Tuesday, October 31, 2017

Old friends.


Two weekends ago, somewhat out of the blue, I got an email from my friend Chris. Chris had sent a note to me and to Fred, saying he'd be in the city on Monday night, and can the three of us get together.

When I was 13, I was painfully shy, and I had transferred to a new high school and was having a rough time of it, a rough time making friends. 

Chris was my first friend as a ninth grader, he was also new to the school. He had a sense of humor, an appetite for the absurdities of ninth grade and a wide streak of irreverence. In short, we were two peas in a tight-fitting pod.
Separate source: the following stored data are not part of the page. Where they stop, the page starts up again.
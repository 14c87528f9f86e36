//! Request metadata captured for audit events and rate limiting.

use axum::extract::{ConnectInfo, OriginalUri, Request};
use axum::http::{HeaderMap, header::USER_AGENT};
use std::net::SocketAddr;

pub const REQUEST_ID_HEADER: &str = "x-request-id";
const FORWARDED_FOR_HEADER: &str = "x-forwarded-for";
const UNKNOWN: &str = "unknown";

/// Who sent a request and what it asked for.
#[derive(Debug, Clone, PartialEq, Eq)]
pub struct RequestMeta {
    pub client_ip: String,
    pub method: String,
    pub url: String,
    pub user_agent: String,
    pub request_id: String,
}

impl RequestMeta {
    pub fn from_request(request: &Request, trust_forwarded_for: bool) -> Self {
        let headers = request.headers();
        Self {
            client_ip: client_ip(request, trust_forwarded_for),
            method: request.method().to_string(),
            url: original_url(request),
            user_agent: header_value(headers, USER_AGENT.as_str()),
            request_id: header_value(headers, REQUEST_ID_HEADER),
        }
    }
}

/// Full request path, including any prefix stripped by nested routers.
fn original_url(request: &Request) -> String {
    request
        .extensions()
        .get::<OriginalUri>()
        .map(|OriginalUri(uri)| uri.to_string())
        .unwrap_or_else(|| request.uri().to_string())
}

/// Client address: the first `X-Forwarded-For` hop when trusted, otherwise
/// the peer address of the connection.
pub fn client_ip(request: &Request, trust_forwarded_for: bool) -> String {
    if trust_forwarded_for {
        let forwarded = request
            .headers()
            .get(FORWARDED_FOR_HEADER)
            .and_then(|value| value.to_str().ok())
            .and_then(|value| value.split(',').next())
            .map(str::trim)
            .filter(|ip| !ip.is_empty());
        if let Some(ip) = forwarded {
            return ip.to_string();
        }
    }

    request
        .extensions()
        .get::<ConnectInfo<SocketAddr>>()
        .map(|ConnectInfo(addr)| addr.ip().to_string())
        .unwrap_or_else(|| UNKNOWN.to_string())
}

fn header_value(headers: &HeaderMap, name: &str) -> String {
    headers
        .get(name)
        .and_then(|value| value.to_str().ok())
        .unwrap_or(UNKNOWN)
        .to_string()
}
//! Error handling utilities for API responses.
//!
//! Provides the standard response envelope and conversion between service-layer
//! errors and HTTP responses. Includes:
//! - Standard success/error response format
//! - ServiceError to HTTP status code mapping
//! - Validation error formatting helpers
//!
//! # Response Format
//! Every response carries `success` and an RFC 3339 `timestamp`. Failures
//! carry an `error` object:
//! - `code`: Machine-readable error category
//! - `message`: Human-readable message
//! - `details`: Optional field-specific validation errors

use crate::errors::ServiceError;
use axum::{
    Json,
    http::StatusCode,
    response::{IntoResponse, Response},
};
use serde::{Deserialize, Serialize};

/// Standard API response wrapper for all endpoints
#[derive(Debug, Serialize, Deserialize)]
pub struct ApiResponse<T> {
    /// Indicates if the request was successful
    pub success: bool,
    /// Response data (present on success)
    #[serde(skip_serializing_if = "Option::is_none")]
    pub data: Option<T>,
    /// Human-readable message (present on success)
    #[serde(skip_serializing_if = "Option::is_none")]
    pub message: Option<String>,
    /// Error details (present on failure)
    #[serde(skip_serializing_if = "Option::is_none")]
    pub error: Option<ErrorDetails>,
    /// Response timestamp
    pub timestamp: String,
}

/// Error details for failed requests
#[derive(Debug, Serialize, Deserialize)]
pub struct ErrorDetails {
    /// Machine-readable error code
    pub code: String,
    /// Human-readable description
    pub message: String,
    /// Field-specific validation errors when applicable
    #[serde(skip_serializing_if = "Option::is_none")]
    pub details: Option<Vec<FieldError>>,
}

/// Field-specific validation error details
#[derive(Debug, Serialize, Deserialize)]
pub struct FieldError {
    /// Name of the field with validation error
    pub field: String,
    /// Description of the validation failure
    pub message: String,
}

/// Error half of every handler result: status plus a ready-to-send envelope.
pub type ApiError = (StatusCode, Json<ApiResponse<()>>);

impl<T> ApiResponse<T> {
    /// Create a successful response
    pub fn success(data: T, message: impl Into<String>) -> Self {
        Self {
            success: true,
            data: Some(data),
            message: Some(message.into()),
            error: None,
            timestamp: chrono::Utc::now().to_rfc3339(),
        }
    }

    /// Create a successful response with default message
    pub fn ok(data: T) -> Self {
        Self::success(data, "Request successful")
    }

    /// Create an error response
    pub fn error(
        code: impl Into<String>,
        message: impl Into<String>,
        details: Option<Vec<FieldError>>,
    ) -> ApiResponse<()> {
        ApiResponse {
            success: false,
            data: None,
            message: None,
            error: Some(ErrorDetails {
                code: code.into(),
                message: message.into(),
                details,
            }),
            timestamp: chrono::Utc::now().to_rfc3339(),
        }
    }
}

impl<T: Serialize> IntoResponse for ApiResponse<T> {
    fn into_response(self) -> Response {
        Json(self).into_response()
    }
}

/// Builds an error tuple with the standard envelope
pub fn api_error(
    status: StatusCode,
    code: impl Into<String>,
    message: impl Into<String>,
) -> ApiError {
    (status, Json(ApiResponse::<()>::error(code, message, None)))
}

/// Converts ServiceError to appropriate HTTP response with standard format
pub fn service_error_to_http(error: ServiceError) -> ApiError {
    let (status, code, message) = match error {
        ServiceError::Validation { message } => {
            (StatusCode::BAD_REQUEST, "VALIDATION_ERROR", message)
        }
        ServiceError::NotFound { entity, identifier } => (
            StatusCode::NOT_FOUND,
            "NOT_FOUND",
            format!("{} '{}' not found", entity, identifier),
        ),
        ServiceError::AlreadyExists { entity, identifier } => (
            StatusCode::CONFLICT,
            "ALREADY_EXISTS",
            format!("{} '{}' already exists", entity, identifier),
        ),
        ServiceError::Unauthenticated { message } => {
            (StatusCode::UNAUTHORIZED, "UNAUTHORIZED", message)
        }
        ServiceError::Database { source } => {
            tracing::error!("Database error: {}", source);
            (
                StatusCode::INTERNAL_SERVER_ERROR,
                "DATABASE_ERROR",
                "Internal server error".to_string(),
            )
        }
        ServiceError::InternalError { message } => {
            tracing::error!("Internal error: {}", message);
            (
                StatusCode::INTERNAL_SERVER_ERROR,
                "INTERNAL_ERROR",
                "Internal server error".to_string(),
            )
        }
    };

    api_error(status, code, message)
}

/// Formats validator::ValidationErrors into field-specific error details
pub fn validation_errors_to_field_errors(errors: &validator::ValidationErrors) -> Vec<FieldError> {
    errors
        .field_errors()
        .into_iter()
        .flat_map(|(field, errors)| {
            errors.iter().map(move |error| FieldError {
                field: field.to_string(),
                message: error
                    .message
                    .as_ref()
                    .map(|message| message.to_string())
                    .unwrap_or_else(|| "Invalid value".to_string()),
            })
        })
        .collect()
}

/// Helper to create validation error response
pub fn validation_error_response(errors: &validator::ValidationErrors) -> ApiError {
    let field_errors = validation_errors_to_field_errors(errors);
    (
        StatusCode::BAD_REQUEST,
        Json(ApiResponse::<()>::error(
            "VALIDATION_ERROR",
            "Validation failed",
            Some(field_errors),
        )),
    )
}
My second friend was Fred. We got friendly when we played on the baseball team together and were united by our senses of humor and the feeling that we hardly belonged where we were.

Through the years, our relationships have risen, fallen and risen again, as relationships do. And, truth be told, at least with Chris, many years snuck by without talking or even writing to each other.

But, as it says on some fortune cookie somewhere, there are no friends like old friends, and over the last few years--thanks in part to the connectiveness of Facebook--the three of us, the three cynical Musketeers, are closer than we've been since the spring of 1972.

Last night, we gathered in my apartment and sat around my dining room table for four hours, having a drink of this or that, eating one, or two, too many slices of pizza, and laughing--laughing like there's no tomorrow.

We talked about old times, about the stupidity of high school, and crazy times in college. We talked about our 
kids--Fred and I have two each, Chris has four. And we talked, mostly, I think, about being old men now, and living in a world we no longer precisely understand.

But mostly, in between old jokes and grousing about our various aches and pains, our feelings of displacement, our feelings that maybe we have songs inside us that no one, anymore, want to hear, we laughed. 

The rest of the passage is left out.